ACTIVITY: Filter the data below, keeping only lines that contain "const".

SUPPLIED INFORMATION:
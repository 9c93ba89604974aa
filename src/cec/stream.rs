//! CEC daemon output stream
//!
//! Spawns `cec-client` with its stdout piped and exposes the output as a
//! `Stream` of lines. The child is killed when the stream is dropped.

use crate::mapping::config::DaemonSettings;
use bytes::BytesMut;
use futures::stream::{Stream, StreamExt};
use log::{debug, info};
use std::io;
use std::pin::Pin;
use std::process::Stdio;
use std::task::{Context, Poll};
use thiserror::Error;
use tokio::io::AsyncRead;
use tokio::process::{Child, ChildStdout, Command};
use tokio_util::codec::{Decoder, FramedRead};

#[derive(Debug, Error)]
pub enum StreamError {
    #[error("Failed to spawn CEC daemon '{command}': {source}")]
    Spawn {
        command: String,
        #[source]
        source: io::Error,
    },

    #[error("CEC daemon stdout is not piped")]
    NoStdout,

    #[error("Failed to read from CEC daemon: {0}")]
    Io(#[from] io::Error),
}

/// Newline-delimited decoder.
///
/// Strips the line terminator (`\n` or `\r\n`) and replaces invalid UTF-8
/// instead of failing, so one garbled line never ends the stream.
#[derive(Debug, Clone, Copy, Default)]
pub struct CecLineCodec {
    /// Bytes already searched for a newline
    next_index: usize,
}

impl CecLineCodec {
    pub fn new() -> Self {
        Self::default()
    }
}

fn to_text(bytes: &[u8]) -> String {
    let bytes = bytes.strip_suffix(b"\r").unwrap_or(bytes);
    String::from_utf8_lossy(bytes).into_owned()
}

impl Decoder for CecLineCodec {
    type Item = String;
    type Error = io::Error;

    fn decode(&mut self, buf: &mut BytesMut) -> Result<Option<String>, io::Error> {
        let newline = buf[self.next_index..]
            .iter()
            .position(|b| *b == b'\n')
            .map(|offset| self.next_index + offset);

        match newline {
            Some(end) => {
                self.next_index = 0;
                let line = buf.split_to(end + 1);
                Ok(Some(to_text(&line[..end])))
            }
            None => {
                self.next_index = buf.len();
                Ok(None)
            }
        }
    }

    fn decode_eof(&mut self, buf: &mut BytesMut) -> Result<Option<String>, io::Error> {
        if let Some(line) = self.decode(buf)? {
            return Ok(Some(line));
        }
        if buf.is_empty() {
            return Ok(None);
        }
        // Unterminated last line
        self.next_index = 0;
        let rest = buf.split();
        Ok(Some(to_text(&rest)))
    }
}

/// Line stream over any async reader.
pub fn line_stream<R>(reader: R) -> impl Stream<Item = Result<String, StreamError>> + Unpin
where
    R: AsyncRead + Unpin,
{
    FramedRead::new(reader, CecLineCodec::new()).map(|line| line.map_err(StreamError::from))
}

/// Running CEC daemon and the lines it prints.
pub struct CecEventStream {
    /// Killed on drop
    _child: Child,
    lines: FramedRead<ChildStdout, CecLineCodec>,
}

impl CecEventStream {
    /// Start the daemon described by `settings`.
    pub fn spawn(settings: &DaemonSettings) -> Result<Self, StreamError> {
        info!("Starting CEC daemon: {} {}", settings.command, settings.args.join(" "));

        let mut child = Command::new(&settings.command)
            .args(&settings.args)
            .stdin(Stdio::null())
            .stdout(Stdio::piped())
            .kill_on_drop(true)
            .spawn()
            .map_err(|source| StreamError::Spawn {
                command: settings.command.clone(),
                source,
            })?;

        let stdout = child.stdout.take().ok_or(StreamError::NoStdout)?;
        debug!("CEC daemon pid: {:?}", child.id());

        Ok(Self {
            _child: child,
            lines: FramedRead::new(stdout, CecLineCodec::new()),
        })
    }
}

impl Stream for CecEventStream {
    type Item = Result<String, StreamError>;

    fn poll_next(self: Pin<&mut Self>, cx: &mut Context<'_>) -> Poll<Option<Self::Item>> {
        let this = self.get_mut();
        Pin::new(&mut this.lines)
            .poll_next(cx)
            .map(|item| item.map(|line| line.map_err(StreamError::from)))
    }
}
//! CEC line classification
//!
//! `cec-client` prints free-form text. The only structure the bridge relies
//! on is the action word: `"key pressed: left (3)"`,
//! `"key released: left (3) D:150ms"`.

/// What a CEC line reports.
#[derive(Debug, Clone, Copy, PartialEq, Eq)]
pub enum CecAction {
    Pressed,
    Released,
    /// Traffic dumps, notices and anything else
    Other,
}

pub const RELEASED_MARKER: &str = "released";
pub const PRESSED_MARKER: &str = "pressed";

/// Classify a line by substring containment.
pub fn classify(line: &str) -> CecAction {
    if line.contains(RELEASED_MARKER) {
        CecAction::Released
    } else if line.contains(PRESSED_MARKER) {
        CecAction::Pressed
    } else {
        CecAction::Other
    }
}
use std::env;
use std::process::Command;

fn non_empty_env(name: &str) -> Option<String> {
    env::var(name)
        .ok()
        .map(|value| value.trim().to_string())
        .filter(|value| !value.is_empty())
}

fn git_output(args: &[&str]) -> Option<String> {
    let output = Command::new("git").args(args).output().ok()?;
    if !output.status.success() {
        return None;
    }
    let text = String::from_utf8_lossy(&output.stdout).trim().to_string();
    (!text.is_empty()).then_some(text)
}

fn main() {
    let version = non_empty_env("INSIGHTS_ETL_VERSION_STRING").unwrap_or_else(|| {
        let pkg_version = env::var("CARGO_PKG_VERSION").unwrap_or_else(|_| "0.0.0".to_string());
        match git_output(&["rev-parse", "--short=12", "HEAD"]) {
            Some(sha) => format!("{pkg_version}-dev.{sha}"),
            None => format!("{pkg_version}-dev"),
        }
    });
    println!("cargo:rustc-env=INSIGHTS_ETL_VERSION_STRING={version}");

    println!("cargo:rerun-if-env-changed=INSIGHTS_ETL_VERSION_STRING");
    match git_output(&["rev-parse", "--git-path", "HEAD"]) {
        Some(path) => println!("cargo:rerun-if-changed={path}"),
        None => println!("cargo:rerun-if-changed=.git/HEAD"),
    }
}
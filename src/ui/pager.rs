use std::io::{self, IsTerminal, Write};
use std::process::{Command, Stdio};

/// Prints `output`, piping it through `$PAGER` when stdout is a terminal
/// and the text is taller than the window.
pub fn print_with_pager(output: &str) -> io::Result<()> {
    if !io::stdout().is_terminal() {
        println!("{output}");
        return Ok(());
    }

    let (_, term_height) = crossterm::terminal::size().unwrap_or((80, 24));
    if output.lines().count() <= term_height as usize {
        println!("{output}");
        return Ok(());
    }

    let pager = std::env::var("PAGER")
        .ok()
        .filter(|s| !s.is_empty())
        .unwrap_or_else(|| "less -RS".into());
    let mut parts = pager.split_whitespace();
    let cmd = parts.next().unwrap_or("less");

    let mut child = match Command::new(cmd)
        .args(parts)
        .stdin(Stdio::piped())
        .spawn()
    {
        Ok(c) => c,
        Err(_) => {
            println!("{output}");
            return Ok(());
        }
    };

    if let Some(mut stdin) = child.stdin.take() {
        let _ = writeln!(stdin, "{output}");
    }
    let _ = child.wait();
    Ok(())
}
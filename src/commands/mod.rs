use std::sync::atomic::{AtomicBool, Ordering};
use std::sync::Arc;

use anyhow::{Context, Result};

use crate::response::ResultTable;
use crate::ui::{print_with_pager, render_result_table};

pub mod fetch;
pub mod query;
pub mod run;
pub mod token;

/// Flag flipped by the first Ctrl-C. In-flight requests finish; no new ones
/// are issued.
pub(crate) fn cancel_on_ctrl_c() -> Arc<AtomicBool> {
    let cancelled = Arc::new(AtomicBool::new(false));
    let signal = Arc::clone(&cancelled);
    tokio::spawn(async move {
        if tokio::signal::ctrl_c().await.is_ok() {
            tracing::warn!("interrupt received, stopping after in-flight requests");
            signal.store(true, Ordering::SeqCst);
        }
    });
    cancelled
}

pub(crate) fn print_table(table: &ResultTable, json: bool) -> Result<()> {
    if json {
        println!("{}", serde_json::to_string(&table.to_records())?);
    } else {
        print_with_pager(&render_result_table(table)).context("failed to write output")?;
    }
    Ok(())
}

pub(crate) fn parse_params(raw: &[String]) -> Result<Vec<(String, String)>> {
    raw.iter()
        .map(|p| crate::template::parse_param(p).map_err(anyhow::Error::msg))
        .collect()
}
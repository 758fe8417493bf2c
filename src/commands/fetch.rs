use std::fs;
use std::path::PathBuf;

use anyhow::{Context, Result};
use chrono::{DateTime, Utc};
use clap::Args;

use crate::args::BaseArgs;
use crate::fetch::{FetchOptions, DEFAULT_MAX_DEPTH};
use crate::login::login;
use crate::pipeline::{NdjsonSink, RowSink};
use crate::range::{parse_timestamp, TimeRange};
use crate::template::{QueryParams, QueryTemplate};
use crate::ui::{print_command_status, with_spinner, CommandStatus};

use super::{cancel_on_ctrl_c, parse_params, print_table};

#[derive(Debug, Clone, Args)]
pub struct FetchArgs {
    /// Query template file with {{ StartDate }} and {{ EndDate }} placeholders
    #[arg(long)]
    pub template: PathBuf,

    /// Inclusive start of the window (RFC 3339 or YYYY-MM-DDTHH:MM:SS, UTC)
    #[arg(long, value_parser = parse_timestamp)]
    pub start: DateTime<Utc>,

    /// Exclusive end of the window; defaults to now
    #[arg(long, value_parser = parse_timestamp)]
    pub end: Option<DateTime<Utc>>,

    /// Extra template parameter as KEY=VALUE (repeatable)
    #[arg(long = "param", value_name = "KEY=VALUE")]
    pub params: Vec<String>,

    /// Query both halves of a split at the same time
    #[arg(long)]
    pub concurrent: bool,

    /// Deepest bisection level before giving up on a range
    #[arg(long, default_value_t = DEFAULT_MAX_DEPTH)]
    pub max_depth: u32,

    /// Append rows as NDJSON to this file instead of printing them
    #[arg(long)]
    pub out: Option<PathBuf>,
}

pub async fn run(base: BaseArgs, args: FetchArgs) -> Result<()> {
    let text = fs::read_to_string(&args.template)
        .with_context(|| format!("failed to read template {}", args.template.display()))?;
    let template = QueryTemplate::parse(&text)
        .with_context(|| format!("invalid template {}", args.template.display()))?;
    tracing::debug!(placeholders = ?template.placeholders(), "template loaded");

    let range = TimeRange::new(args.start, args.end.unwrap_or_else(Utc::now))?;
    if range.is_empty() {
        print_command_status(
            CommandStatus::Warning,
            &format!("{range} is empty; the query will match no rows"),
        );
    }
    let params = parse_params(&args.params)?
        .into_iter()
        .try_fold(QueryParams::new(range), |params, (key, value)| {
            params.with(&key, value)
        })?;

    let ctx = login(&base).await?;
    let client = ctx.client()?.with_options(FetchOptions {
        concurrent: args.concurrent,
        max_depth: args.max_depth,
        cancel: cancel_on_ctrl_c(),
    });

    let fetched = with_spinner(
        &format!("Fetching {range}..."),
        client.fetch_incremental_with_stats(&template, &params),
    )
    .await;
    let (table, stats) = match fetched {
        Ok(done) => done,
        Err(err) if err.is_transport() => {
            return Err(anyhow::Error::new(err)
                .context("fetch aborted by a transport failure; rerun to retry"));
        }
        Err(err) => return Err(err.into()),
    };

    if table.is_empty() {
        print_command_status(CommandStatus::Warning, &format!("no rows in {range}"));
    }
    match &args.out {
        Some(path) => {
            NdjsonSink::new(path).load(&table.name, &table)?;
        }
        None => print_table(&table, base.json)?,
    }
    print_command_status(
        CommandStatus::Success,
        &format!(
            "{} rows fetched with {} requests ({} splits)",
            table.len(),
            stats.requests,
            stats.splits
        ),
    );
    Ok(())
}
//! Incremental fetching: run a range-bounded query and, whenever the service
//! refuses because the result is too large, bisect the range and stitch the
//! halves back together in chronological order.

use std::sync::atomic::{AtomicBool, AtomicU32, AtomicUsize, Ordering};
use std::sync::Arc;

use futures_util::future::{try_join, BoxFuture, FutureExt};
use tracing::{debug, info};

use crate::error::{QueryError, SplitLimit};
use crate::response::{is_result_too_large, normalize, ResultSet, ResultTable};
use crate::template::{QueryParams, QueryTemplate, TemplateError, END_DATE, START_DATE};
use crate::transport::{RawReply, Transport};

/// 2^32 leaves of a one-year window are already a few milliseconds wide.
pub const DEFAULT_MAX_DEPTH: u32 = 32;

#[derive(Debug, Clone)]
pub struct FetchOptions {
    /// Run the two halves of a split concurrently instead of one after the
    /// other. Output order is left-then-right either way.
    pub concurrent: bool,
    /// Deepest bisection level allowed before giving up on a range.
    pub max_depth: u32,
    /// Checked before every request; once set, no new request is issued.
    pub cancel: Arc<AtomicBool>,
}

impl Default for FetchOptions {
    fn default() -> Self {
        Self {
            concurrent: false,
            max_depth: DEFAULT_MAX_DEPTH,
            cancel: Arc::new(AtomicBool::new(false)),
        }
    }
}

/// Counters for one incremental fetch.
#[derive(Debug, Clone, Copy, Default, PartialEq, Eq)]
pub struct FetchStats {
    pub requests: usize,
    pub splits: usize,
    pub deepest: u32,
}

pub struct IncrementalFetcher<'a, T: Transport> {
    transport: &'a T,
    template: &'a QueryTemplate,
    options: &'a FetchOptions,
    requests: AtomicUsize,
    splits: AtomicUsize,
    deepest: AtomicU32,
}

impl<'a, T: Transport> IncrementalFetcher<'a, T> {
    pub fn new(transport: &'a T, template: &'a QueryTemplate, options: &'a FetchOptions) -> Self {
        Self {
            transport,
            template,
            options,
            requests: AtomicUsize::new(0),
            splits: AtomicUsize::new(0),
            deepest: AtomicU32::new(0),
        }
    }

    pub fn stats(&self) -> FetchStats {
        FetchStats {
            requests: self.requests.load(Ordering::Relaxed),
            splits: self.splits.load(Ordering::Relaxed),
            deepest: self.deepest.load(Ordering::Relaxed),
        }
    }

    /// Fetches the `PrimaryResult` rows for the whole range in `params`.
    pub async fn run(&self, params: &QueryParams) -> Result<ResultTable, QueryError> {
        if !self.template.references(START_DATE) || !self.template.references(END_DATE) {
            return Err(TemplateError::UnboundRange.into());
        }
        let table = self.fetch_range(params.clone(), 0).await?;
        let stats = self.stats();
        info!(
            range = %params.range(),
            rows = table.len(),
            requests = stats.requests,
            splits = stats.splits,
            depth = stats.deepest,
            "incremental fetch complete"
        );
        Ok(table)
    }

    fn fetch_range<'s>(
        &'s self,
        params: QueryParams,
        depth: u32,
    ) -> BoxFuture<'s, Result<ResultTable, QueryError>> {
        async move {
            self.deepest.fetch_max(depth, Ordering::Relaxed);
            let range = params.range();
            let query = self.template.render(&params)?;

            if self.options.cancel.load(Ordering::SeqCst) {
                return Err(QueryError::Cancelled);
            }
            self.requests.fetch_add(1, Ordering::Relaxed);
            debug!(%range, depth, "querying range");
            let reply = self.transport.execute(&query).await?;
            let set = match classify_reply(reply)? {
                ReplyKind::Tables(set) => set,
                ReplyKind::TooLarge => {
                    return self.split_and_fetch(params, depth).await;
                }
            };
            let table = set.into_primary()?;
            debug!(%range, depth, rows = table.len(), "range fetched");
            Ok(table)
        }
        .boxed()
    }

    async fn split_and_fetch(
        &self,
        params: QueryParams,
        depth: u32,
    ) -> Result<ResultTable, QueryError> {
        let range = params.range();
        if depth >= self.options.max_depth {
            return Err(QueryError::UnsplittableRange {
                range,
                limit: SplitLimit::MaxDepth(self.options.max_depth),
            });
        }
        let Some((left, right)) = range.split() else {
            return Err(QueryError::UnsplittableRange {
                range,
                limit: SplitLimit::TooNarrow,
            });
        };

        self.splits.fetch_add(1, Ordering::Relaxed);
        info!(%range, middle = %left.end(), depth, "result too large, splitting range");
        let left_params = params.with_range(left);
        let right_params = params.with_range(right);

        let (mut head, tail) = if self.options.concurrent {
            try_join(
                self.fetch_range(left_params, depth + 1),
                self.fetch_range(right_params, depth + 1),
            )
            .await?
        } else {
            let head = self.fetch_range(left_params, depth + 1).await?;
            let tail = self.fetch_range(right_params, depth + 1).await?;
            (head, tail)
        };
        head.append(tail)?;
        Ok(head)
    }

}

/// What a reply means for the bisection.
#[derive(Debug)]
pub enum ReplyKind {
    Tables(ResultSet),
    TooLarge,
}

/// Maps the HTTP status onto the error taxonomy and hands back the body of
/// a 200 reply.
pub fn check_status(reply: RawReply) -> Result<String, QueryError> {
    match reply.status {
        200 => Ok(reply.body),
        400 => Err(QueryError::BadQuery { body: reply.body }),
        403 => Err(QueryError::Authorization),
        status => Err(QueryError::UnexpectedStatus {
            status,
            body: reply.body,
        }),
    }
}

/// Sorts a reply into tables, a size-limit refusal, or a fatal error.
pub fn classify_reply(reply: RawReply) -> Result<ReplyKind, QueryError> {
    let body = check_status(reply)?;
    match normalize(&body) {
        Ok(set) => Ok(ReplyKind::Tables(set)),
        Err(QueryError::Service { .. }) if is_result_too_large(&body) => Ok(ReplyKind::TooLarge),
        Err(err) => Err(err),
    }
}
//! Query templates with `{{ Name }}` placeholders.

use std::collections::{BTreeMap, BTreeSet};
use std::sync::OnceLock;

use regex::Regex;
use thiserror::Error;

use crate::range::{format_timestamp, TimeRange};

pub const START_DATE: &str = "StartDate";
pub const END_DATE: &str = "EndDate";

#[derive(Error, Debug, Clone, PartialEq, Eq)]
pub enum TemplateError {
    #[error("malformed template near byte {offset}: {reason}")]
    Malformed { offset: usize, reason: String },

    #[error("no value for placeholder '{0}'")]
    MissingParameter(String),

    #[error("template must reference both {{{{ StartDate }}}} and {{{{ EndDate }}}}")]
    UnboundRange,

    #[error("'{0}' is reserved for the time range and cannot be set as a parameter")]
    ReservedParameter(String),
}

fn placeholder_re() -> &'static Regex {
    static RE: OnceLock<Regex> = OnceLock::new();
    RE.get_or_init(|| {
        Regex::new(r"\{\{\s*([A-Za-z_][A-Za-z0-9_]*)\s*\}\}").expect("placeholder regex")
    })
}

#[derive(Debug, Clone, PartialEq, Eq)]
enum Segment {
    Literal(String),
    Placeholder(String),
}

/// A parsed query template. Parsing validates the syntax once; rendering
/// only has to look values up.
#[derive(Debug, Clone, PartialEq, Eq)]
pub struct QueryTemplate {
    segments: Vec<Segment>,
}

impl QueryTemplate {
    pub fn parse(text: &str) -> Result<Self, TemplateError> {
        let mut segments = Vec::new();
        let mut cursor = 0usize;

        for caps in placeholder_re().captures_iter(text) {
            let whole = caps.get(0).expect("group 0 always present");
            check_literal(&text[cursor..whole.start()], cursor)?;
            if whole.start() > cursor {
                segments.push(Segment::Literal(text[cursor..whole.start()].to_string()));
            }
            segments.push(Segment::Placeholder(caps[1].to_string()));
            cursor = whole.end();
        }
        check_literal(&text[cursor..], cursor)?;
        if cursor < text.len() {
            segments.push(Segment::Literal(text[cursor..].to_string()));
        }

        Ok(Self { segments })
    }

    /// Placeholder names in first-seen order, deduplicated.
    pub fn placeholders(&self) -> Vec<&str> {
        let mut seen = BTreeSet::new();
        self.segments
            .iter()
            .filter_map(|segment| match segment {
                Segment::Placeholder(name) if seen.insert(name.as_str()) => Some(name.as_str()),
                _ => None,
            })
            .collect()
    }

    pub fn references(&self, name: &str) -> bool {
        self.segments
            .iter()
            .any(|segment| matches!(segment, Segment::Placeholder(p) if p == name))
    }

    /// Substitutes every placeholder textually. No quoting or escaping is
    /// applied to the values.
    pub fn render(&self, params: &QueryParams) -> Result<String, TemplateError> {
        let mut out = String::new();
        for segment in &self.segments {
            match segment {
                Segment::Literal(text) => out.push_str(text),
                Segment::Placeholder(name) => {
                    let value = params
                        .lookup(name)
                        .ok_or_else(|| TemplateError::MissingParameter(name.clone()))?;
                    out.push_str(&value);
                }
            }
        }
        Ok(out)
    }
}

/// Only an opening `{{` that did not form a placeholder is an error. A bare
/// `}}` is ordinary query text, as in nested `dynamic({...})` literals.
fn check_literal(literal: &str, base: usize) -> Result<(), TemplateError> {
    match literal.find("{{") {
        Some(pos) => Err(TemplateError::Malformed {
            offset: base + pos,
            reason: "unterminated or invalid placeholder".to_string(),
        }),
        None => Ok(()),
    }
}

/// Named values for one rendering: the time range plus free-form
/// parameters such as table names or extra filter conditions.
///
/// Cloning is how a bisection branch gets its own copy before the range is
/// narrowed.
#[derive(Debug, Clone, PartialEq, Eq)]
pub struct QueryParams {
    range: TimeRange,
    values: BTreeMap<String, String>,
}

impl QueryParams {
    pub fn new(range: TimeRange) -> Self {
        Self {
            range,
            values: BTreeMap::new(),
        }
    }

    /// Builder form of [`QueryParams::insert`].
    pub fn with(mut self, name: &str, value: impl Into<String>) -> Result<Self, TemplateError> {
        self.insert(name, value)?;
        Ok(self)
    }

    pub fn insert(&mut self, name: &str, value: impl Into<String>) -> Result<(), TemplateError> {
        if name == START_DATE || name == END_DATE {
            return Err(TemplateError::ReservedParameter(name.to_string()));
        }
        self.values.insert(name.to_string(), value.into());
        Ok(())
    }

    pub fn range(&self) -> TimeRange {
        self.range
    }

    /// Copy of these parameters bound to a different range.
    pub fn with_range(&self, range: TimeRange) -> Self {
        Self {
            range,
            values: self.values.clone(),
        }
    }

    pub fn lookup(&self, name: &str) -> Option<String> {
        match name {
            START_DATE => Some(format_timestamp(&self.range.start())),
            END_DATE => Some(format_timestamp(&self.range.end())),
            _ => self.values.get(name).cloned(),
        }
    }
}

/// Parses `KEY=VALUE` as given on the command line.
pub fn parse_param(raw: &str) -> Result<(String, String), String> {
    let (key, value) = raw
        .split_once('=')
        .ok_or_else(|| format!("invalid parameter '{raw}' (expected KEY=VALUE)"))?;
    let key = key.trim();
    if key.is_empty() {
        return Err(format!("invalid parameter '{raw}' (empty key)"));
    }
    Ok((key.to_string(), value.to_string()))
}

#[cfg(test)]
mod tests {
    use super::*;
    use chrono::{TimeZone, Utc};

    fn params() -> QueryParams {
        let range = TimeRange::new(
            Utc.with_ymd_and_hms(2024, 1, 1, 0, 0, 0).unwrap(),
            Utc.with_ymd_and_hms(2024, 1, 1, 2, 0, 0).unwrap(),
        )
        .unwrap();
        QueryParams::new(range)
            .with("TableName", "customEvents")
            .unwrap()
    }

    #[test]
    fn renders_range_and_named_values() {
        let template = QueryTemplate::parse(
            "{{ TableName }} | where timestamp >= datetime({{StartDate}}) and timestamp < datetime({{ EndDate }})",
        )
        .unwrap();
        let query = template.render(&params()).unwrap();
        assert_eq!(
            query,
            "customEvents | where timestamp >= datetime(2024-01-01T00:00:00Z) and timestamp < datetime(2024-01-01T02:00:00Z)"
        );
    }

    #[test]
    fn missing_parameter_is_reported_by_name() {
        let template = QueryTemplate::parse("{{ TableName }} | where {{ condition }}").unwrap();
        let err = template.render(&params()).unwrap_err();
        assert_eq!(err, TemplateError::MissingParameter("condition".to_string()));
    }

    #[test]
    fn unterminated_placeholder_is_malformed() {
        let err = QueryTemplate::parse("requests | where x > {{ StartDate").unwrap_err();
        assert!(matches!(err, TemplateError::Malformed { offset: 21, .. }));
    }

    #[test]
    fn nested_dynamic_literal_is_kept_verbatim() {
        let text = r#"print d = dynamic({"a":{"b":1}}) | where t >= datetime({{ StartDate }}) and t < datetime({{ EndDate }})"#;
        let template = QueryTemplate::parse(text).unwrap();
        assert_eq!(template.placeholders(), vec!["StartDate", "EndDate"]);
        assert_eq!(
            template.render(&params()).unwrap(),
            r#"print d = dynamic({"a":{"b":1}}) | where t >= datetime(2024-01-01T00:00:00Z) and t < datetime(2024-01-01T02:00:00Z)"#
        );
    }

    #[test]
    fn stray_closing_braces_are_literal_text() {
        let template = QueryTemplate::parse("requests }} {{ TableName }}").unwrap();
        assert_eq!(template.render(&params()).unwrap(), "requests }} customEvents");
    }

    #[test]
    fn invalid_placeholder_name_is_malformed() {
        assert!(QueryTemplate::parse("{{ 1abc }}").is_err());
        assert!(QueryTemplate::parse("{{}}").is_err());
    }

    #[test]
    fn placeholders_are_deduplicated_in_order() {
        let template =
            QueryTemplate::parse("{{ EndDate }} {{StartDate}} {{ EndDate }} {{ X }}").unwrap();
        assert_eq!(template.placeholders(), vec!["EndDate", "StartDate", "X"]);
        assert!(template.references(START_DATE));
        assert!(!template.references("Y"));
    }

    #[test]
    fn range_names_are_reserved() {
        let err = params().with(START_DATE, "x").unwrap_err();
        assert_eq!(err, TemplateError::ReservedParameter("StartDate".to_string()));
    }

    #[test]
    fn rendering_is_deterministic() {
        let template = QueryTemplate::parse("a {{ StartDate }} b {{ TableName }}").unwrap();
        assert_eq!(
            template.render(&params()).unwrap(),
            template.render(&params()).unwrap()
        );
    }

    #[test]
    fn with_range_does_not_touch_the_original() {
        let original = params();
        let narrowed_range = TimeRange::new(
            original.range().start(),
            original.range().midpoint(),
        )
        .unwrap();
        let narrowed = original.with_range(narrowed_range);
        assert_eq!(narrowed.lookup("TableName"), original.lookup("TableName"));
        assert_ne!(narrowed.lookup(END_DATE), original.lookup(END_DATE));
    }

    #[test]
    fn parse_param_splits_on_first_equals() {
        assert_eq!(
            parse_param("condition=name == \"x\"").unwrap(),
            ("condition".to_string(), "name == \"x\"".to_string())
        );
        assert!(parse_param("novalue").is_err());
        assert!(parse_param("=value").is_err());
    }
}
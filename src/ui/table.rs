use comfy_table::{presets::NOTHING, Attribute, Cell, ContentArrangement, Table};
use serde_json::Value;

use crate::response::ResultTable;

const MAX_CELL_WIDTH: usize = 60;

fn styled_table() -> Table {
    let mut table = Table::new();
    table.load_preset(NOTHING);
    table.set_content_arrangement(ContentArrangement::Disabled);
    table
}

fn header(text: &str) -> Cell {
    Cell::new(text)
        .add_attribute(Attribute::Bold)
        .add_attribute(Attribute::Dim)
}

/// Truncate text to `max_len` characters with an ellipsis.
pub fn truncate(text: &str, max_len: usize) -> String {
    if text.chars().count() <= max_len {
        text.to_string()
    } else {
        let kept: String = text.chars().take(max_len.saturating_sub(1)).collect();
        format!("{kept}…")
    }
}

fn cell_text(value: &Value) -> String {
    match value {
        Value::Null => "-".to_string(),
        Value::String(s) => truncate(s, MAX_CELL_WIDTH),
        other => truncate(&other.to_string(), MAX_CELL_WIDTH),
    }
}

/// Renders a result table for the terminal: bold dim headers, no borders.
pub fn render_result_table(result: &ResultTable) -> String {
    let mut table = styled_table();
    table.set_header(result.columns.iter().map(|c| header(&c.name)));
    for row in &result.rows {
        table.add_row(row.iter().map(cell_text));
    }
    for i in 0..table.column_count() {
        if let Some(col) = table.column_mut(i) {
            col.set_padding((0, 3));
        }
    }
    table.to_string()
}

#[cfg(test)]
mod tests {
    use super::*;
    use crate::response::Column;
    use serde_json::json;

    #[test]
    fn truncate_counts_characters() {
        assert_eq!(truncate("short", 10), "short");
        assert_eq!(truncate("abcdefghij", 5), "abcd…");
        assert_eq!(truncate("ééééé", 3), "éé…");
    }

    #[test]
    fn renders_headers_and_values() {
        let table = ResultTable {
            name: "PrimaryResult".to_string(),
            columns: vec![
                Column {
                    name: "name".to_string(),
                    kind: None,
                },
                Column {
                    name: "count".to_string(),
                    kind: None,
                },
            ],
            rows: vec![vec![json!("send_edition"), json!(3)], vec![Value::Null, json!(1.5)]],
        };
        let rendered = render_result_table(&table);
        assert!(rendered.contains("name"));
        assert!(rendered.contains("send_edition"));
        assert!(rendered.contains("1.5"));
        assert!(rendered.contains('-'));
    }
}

ANSWER BOX:
pub const RELEASED_MARKER: &str = "released";
pub const PRESSED_MARKER: &str = "pressed";
pub const DEFAULT_MAX_DEPTH: u32 = 32;
pub const START_DATE: &str = "StartDate";
pub const END_DATE: &str = "EndDate";
const MAX_CELL_WIDTH: usize = 60;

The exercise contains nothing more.